Dataset Start Marker
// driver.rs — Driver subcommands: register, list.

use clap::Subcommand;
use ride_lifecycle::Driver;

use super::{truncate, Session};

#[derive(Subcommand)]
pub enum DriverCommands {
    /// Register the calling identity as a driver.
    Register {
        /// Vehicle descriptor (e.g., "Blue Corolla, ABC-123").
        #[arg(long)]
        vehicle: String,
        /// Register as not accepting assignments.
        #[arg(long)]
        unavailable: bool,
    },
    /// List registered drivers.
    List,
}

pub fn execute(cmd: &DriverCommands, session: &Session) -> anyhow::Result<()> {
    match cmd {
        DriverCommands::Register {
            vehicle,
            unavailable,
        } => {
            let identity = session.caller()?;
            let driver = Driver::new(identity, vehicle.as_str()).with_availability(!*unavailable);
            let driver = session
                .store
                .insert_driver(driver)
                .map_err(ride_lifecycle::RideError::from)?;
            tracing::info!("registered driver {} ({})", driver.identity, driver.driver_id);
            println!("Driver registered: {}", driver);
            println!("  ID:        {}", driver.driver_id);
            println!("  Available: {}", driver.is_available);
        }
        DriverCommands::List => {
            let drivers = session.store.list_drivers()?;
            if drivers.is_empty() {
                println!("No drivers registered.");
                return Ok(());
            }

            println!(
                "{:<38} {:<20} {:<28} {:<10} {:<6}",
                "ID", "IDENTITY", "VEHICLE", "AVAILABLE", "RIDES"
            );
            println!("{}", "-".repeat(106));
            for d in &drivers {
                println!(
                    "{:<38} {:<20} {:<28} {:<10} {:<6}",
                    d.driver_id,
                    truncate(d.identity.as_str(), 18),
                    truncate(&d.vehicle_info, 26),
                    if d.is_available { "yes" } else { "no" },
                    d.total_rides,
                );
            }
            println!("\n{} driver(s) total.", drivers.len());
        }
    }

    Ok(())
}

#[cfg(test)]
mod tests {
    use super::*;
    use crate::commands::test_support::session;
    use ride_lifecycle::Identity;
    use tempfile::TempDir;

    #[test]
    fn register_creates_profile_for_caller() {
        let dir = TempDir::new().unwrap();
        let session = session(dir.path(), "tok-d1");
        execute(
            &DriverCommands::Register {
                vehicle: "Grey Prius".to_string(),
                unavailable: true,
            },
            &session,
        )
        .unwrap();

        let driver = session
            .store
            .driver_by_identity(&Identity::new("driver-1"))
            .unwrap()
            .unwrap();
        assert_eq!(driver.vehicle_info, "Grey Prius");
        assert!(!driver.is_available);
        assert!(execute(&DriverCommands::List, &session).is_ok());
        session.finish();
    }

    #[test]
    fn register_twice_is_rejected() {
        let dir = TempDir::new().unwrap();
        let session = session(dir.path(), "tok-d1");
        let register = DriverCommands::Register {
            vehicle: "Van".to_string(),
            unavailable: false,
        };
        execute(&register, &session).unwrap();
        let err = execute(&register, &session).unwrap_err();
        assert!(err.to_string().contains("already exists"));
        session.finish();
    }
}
Dataset End Marker
In the records above, find each line that mentions the word "Prius", and copy it.

                vehicle: "Grey Prius".to_string(),
        assert_eq!(driver.vehicle_info, "Grey Prius");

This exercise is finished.